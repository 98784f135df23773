//! Application configuration.
//!
//! Loaded from a TOML file with per-section defaults, so a partial file (or
//! no file at all) always yields a usable configuration. API keys may be
//! left out of the file and resolved from the environment instead.

use serde::{Deserialize, Serialize};
use std::env;
use std::path::Path;

use crate::error::{Error, Result};
use crate::search::{DEFAULT_CHAT_MODEL, DEFAULT_EMBEDDING_MODEL};

/// Environment variable consulted when `[openai] api_key` is unset.
pub const OPENAI_API_KEY_VAR: &str = "OPENAI_API_KEY";

/// Environment variable consulted when `[qdrant] api_key` is unset.
pub const QDRANT_API_KEY_VAR: &str = "QDRANT_API_KEY";

/// Top-level application configuration.
#[derive(Debug, Clone, Default, Serialize, Deserialize)]
#[serde(default)]
pub struct AppConfig {
    /// OpenAI-compatible provider settings (embeddings + chat)
    pub openai: OpenAiConfig,
    /// Vector index settings
    pub qdrant: QdrantConfig,
    /// Catalog dataset settings
    pub catalog: CatalogConfig,
    /// Conversational agent settings
    pub agent: AgentConfig,
}

impl AppConfig {
    /// Load configuration from a TOML file.
    pub fn load(path: impl AsRef<Path>) -> Result<Self> {
        let path = path.as_ref();
        let raw = std::fs::read_to_string(path)
            .map_err(|e| Error::Config(format!("failed to read {}: {}", path.display(), e)))?;
        toml::from_str(&raw)
            .map_err(|e| Error::Config(format!("failed to parse {}: {}", path.display(), e)))
    }

    /// Save configuration to a TOML file.
    pub fn save(&self, path: impl AsRef<Path>) -> Result<()> {
        let path = path.as_ref();
        let raw = toml::to_string_pretty(self)
            .map_err(|e| Error::Config(format!("failed to serialize configuration: {}", e)))?;
        std::fs::write(path, raw)
            .map_err(|e| Error::Config(format!("failed to write {}: {}", path.display(), e)))
    }
}

/// Settings for the OpenAI-compatible provider.
#[derive(Debug, Clone, Serialize, Deserialize)]
#[serde(default)]
pub struct OpenAiConfig {
    /// API key; falls back to the `OPENAI_API_KEY` environment variable
    pub api_key: Option<String>,
    /// Base URL of the API (no trailing slash)
    pub base_url: String,
    /// Model used for query and catalog embeddings
    pub embedding_model: String,
    /// Model driving the conversational agent
    pub chat_model: String,
}

impl Default for OpenAiConfig {
    fn default() -> Self {
        Self {
            api_key: None,
            base_url: "https://api.openai.com/v1".to_string(),
            embedding_model: DEFAULT_EMBEDDING_MODEL.to_string(),
            chat_model: DEFAULT_CHAT_MODEL.to_string(),
        }
    }
}

impl OpenAiConfig {
    /// Resolve the API key from the config file or the environment.
    ///
    /// A missing key is an authentication failure at startup, before any
    /// request is issued.
    pub fn resolve_api_key(&self) -> Result<String> {
        if let Some(key) = self.api_key.as_deref().filter(|k| !k.is_empty()) {
            return Ok(key.to_string());
        }
        env::var(OPENAI_API_KEY_VAR).ok().filter(|k| !k.is_empty()).ok_or_else(|| {
            Error::Auth(format!(
                "no OpenAI API key: set [openai] api_key or the {} environment variable",
                OPENAI_API_KEY_VAR
            ))
        })
    }
}

/// Settings for the Qdrant vector index.
#[derive(Debug, Clone, Serialize, Deserialize)]
#[serde(default)]
pub struct QdrantConfig {
    /// Qdrant server URL
    pub url: String,
    /// API key for hosted deployments; falls back to `QDRANT_API_KEY`
    pub api_key: Option<String>,
    /// Collection holding the product vectors
    pub collection: String,
}

impl Default for QdrantConfig {
    fn default() -> Self {
        Self {
            url: "http://localhost:6333".to_string(),
            api_key: None,
            collection: "product_catalog".to_string(),
        }
    }
}

impl QdrantConfig {
    /// Resolve the optional API key from the config file or the environment.
    pub fn resolve_api_key(&self) -> Option<String> {
        self.api_key
            .clone()
            .filter(|k| !k.is_empty())
            .or_else(|| env::var(QDRANT_API_KEY_VAR).ok().filter(|k| !k.is_empty()))
    }
}

/// Settings for the product catalog dataset.
#[derive(Debug, Clone, Serialize, Deserialize)]
#[serde(default)]
pub struct CatalogConfig {
    /// Path to the catalog JSON file consumed by ingestion
    pub path: String,
}

impl Default for CatalogConfig {
    fn default() -> Self {
        Self {
            path: "dataset/product_catalog.json".to_string(),
        }
    }
}

/// Settings for the conversational agent.
#[derive(Debug, Clone, Serialize, Deserialize)]
#[serde(default)]
pub struct AgentConfig {
    /// Override for the agent's behavioral instructions; the built-in
    /// prompt is used when unset
    pub instructions: Option<String>,
    /// Upper bound on tool-call rounds within a single turn
    pub max_tool_rounds: usize,
}

impl Default for AgentConfig {
    fn default() -> Self {
        Self {
            instructions: None,
            max_tool_rounds: 8,
        }
    }
}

━━━━━━━━━━━━━━━━

Please count the lines above that contain the string "instructions" and reply with the number alone.

3